Malik Khuda Bakhsh stated that currently the country’s CPI index is 0.3 percent and inflation has dropped to 4 percent. The IMF has also recommended that interest rates be kept close to the inflation rate. He said that Pakistan’s current interest rate of 11% is too high, making it nearly impossible to conduct business. Reducing the rate to 6 percent is essential for the revival of business activities.

He supported the demand made by United Business Group’s Patron-in-Chief, S.M. Tanveer, to reduce the interest rate to 6 percent in the upcoming monetary policy. He pointed out that the government holds 8.5 trillion rupees in interest-bearing liabilities. Lowering the rate to 6 percent could save around 3.5 trillion rupees, which would positively impact the economy—especially industries struggling with high interest rates and electricity costs.

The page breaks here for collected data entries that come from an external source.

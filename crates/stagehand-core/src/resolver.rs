//! Content type resolution
//!
//! Maps an opaque locator (URL or bare path) to:
//! - a `ContentType` (path extension, then vendor heuristics, then scheme)
//! - best-effort DRM hints (content id and provider)
//!
//! Resolution is pure and never touches the network.

use crate::{source::DrmHints, types::ContentType, Error, Result};
use serde::{Deserialize, Serialize};
use url::Url;

/// License proxy used when nothing more specific is known
pub const DEFAULT_LICENSE_BASE: &str = "https://proxy.uat.widevine.com/proxy?video_id=";

const YOUTUBE_MANIFEST_PREFIX: &str = "://www.youtube.com/api/manifest/dash/id/";
const WIDEVINE_TEST_PREFIX: &str = "://storage.googleapis.com/wvmedia/cenc/";
const UNIFIED_STREAMING_PREFIX: &str = "://demo.unified-streaming.com/video/widevine/";
const UNIFIED_STREAMING_PROXY: &str = "http://wv-ref-eme-player.appspot.com/proxy";

const PROVIDER_YOUTUBE: &str = "YouTube";
const PROVIDER_WIDEVINE_TEST: &str = "widevine_test";

/// Extension table, checked in order
const EXTENSIONS: &[(&str, ContentType)] = &[
    (".mpd", ContentType::Dash),
    (".ism", ContentType::SmoothStreaming),
    (".m3u8", ContentType::Hls),
    (".m4a", ContentType::Mp4),
    (".mp4", ContentType::Mp4),
    (".f4v", ContentType::Mp4),
    (".mp3", ContentType::Mp3),
    (".ts", ContentType::TransportStream),
    (".aac", ContentType::Aac),
    (".webm", ContentType::WebM),
];

/// Result of resolving a locator
#[derive(Debug, Clone, PartialEq, Eq, Serialize, Deserialize)]
pub struct ResolvedContent {
    /// Original locator
    pub locator: String,
    /// Resolved content type (may be `Unknown`)
    pub content_type: ContentType,
    /// License content id hint
    pub content_id_hint: String,
    /// License provider hint
    pub provider_hint: Option<String>,
}

impl ResolvedContent {
    /// Fail with `Error::Resolution` when the type could not be determined
    pub fn require_known(self) -> Result<Self> {
        if self.content_type == ContentType::Unknown {
            return Err(Error::Resolution {
                locator: self.locator,
            });
        }
        Ok(self)
    }

    /// DRM hints for sources of protected content types
    pub fn drm_hints(&self) -> Option<DrmHints> {
        if !self.content_type.may_be_protected() {
            return None;
        }
        Some(DrmHints {
            content_id: self.content_id_hint.clone(),
            provider: self.provider_hint.clone(),
        })
    }
}

/// Locator to content type resolver
#[derive(Debug, Clone, Copy, Default)]
pub struct ContentTypeResolver;

impl ContentTypeResolver {
    pub fn new() -> Self {
        Self
    }

    /// Resolve a locator; never fails, may yield `ContentType::Unknown`
    pub fn resolve(&self, locator: &str) -> ResolvedContent {
        let (content_id_hint, provider_hint) = drm_hints_for(locator);
        ResolvedContent {
            locator: locator.to_string(),
            content_type: content_type_for(locator),
            content_id_hint,
            provider_hint,
        }
    }
}

fn content_type_for(locator: &str) -> ContentType {
    let (path, scheme) = split_locator(locator);
    let lower = path.to_ascii_lowercase();

    if let Some((_, content_type)) = EXTENSIONS.iter().find(|(ext, _)| lower.ends_with(ext)) {
        return *content_type;
    }

    // Vendor manifest conventions
    if path.contains("anifest(format=m3u8")
        || locator.contains("nbcsn_liveextra_ios")
        || locator.contains("formats=m3u,mpeg4&redirect=true")
    {
        return ContentType::Hls;
    }

    match scheme.as_deref() {
        Some("http") | Some("https") => ContentType::Dash,
        _ => ContentType::Unknown,
    }
}

/// Path component and scheme of a locator
fn split_locator(locator: &str) -> (String, Option<String>) {
    match Url::parse(locator) {
        // Single letter schemes are drive letters, not URLs
        Ok(url) if url.scheme().len() > 1 => (url.path().to_string(), Some(url.scheme().to_string())),
        _ => {
            let end = locator.find(|c| c == '?' || c == '#').unwrap_or(locator.len());
            (locator[..end].to_string(), None)
        }
    }
}

fn drm_hints_for(locator: &str) -> (String, Option<String>) {
    if let Some(idx) = locator.find(YOUTUBE_MANIFEST_PREFIX) {
        let rest = &locator[idx + YOUTUBE_MANIFEST_PREFIX.len()..];
        let id = rest.split('/').next().unwrap_or_default();
        return (
            format!("{}{}", DEFAULT_LICENSE_BASE, id),
            Some(PROVIDER_YOUTUBE.to_string()),
        );
    }
    if locator.contains(WIDEVINE_TEST_PREFIX) {
        return (
            DEFAULT_LICENSE_BASE.to_string(),
            Some(PROVIDER_WIDEVINE_TEST.to_string()),
        );
    }
    if locator.contains(UNIFIED_STREAMING_PREFIX) {
        return (UNIFIED_STREAMING_PROXY.to_string(), None);
    }
    (
        DEFAULT_LICENSE_BASE.to_string(),
        Some(PROVIDER_WIDEVINE_TEST.to_string()),
    )
}
//! Error types for Stagehand Core

use serde::{Deserialize, Serialize};
use thiserror::Error;

/// Result type alias for coordinator operations
pub type Result<T> = std::result::Result<T, Error>;

/// Reason attached to DRM failures
#[derive(Debug, Clone, Copy, PartialEq, Eq, Hash, Serialize, Deserialize)]
#[serde(rename_all = "snake_case")]
pub enum DrmReason {
    /// The platform has no DRM support at all
    NotSupported,
    /// The content's protection scheme is not supported
    UnsupportedScheme,
    /// Anything else
    Unknown,
}

impl DrmReason {
    /// Stable identifier used in error reports
    pub fn as_str(&self) -> &'static str {
        match self {
            DrmReason::NotSupported => "drm_error_not_supported",
            DrmReason::UnsupportedScheme => "drm_error_unsupported_scheme",
            DrmReason::Unknown => "drm_error_unknown",
        }
    }
}

impl std::fmt::Display for DrmReason {
    fn fmt(&self, f: &mut std::fmt::Formatter<'_>) -> std::fmt::Result {
        f.write_str(self.as_str())
    }
}

/// Coordinator error types
#[derive(Error, Debug)]
pub enum Error {
    // Resolution errors
    #[error("Cannot resolve content type for locator: {locator}")]
    Resolution { locator: String },

    // Construction errors
    #[error("Session construction failed: {0}")]
    Construction(String),

    #[error("Extension renderer '{name}' failed to load: {reason}")]
    ExtensionLoad { name: String, reason: String },

    #[error("Session construction did not complete within {waited_ms}ms")]
    ConstructionTimeout { waited_ms: u64 },

    // Engine errors
    #[error("Engine rejected command: {0}")]
    EngineState(String),

    #[error("Invalid session state: {0}")]
    InvalidSessionState(String),

    #[error("Playback failed: {0}")]
    Playback(String),

    // DRM errors
    #[error("DRM error ({reason}): {message}")]
    Drm { reason: DrmReason, message: String },

    // Configuration errors
    #[error("Invalid configuration: {0}")]
    InvalidConfig(String),

    #[error("IO error: {0}")]
    Io(#[from] std::io::Error),

    #[error("JSON error: {0}")]
    Json(#[from] serde_json::Error),
}

impl Error {
    /// Create a construction error
    pub fn construction(msg: impl Into<String>) -> Self {
        Error::Construction(msg.into())
    }

    /// Returns true if the session survives this error
    pub fn is_recoverable(&self) -> bool {
        matches!(
            self,
            Error::EngineState(_) | Error::InvalidSessionState(_) | Error::Drm { .. }
        )
    }

    /// Returns true for failures that abort a prepare attempt
    pub fn is_construction_failure(&self) -> bool {
        matches!(
            self,
            Error::Construction(_) | Error::ExtensionLoad { .. } | Error::ConstructionTimeout { .. }
        )
    }

    /// Returns the error code for reports
    pub fn error_code(&self) -> &'static str {
        match self {
            Error::Resolution { .. } => "RESOLUTION",
            Error::Construction(_) => "CONSTRUCTION",
            Error::ExtensionLoad { .. } => "EXTENSION_LOAD",
            Error::ConstructionTimeout { .. } => "CONSTRUCTION_TIMEOUT",
            Error::EngineState(_) => "ENGINE_STATE",
            Error::InvalidSessionState(_) => "INVALID_SESSION_STATE",
            Error::Playback(_) => "PLAYBACK",
            Error::Drm { .. } => "DRM",
            Error::InvalidConfig(_) => "INVALID_CONFIG",
            Error::Io(_) => "IO",
            Error::Json(_) => "JSON",
        }
    }

    /// Snapshot of this error suitable for `last_error()` and event fan-out
    pub fn report(&self, fatal: bool) -> ErrorReport {
        ErrorReport {
            code: self.error_code().to_string(),
            message: self.to_string(),
            drm_reason: match self {
                Error::Drm { reason, .. } => Some(*reason),
                _ => None,
            },
            fatal,
        }
    }
}

impl From<EngineError> for Error {
    fn from(err: EngineError) -> Self {
        match err {
            EngineError::IllegalState(msg) => Error::EngineState(msg),
            EngineError::Released => Error::EngineState("engine released".to_string()),
            EngineError::Failed(msg) => Error::Playback(msg),
        }
    }
}

/// Errors raised by a playback engine while executing a command
#[derive(Error, Debug, Clone, PartialEq, Eq)]
pub enum EngineError {
    /// Command is incompatible with the engine's current internal state
    #[error("illegal state: {0}")]
    IllegalState(String),

    /// The engine has been released
    #[error("engine released")]
    Released,

    /// Any other engine failure
    #[error("{0}")]
    Failed(String),
}

impl EngineError {
    /// State-class rejections are benign races with asynchronous transitions
    pub fn is_illegal_state(&self) -> bool {
        matches!(self, EngineError::IllegalState(_) | EngineError::Released)
    }
}

/// Result type for engine calls
pub type EngineResult<T> = std::result::Result<T, EngineError>;

/// Clonable error snapshot
#[derive(Debug, Clone, PartialEq, Eq, Serialize, Deserialize)]
pub struct ErrorReport {
    /// Stable error code
    pub code: String,
    /// Human-readable message
    pub message: String,
    /// DRM reason, for DRM failures
    pub drm_reason: Option<DrmReason>,
    /// Whether the session was failed by this error
    pub fatal: bool,
}

impl std::fmt::Display for ErrorReport {
    fn fmt(&self, f: &mut std::fmt::Formatter<'_>) -> std::fmt::Result {
        write!(f, "[{}] {}", self.code, self.message)
    }
}

#[cfg(test)]
mod tests {
    use super::*;

    #[test]
    fn test_engine_error_conversion() {
        let err: Error = EngineError::IllegalState("not prepared".into()).into();
        assert!(matches!(err, Error::EngineState(_)));
        assert!(err.is_recoverable());

        let err: Error = EngineError::Failed("decoder died".into()).into();
        assert_eq!(err.error_code(), "PLAYBACK");
        assert!(!err.is_recoverable());
    }

    #[test]
    fn test_drm_report_carries_reason() {
        let err = Error::Drm {
            reason: DrmReason::UnsupportedScheme,
            message: "cbcs".into(),
        };
        let report = err.report(false);
        assert_eq!(report.code, "DRM");
        assert_eq!(report.drm_reason, Some(DrmReason::UnsupportedScheme));
        assert!(!report.fatal);
        assert!(report.message.contains("drm_error_unsupported_scheme"));
    }

    #[test]
    fn test_construction_classification() {
        assert!(Error::ConstructionTimeout { waited_ms: 10 }.is_construction_failure());
        assert!(Error::ExtensionLoad {
            name: "vp9".into(),
            reason: "bad packaging".into()
        }
        .is_construction_failure());
        assert!(!Error::Resolution { locator: "x".into() }.is_construction_failure());
    }
}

He added that Pakistani exports could become more competitive globally, as international markets typically have interest rates between 4–5 perent. He criticized recent budget measures, such as Sections 37A and 37B which grant powers of arrest and detention, stating that such moves further hinder business growth.

Malik Khuda Bakhsh emphasized the need for a business-friendly environment and urged the government to reconsider policies that conflict with business interests. Instead, the focus should be on creating conditions that promote growth, investment, and competitiveness.

The PBF Karachi Region President further said that with inflation expected to stabilize around a long-term average of 7% in the coming quarters, a rate cut would be beneficial. Sustainable measures are needed to overcome economic challenges and restore investor confidence. Given the increase in imports and weak financial flows, pressure is mounting on the external account. Therefore, a cautious approach is necessary. Although the economy is showing signs of improvement, it still needs strengthening—and reducing the interest rate to a single digit (6 percent) is crucial to make loans more affordable and help industry grow.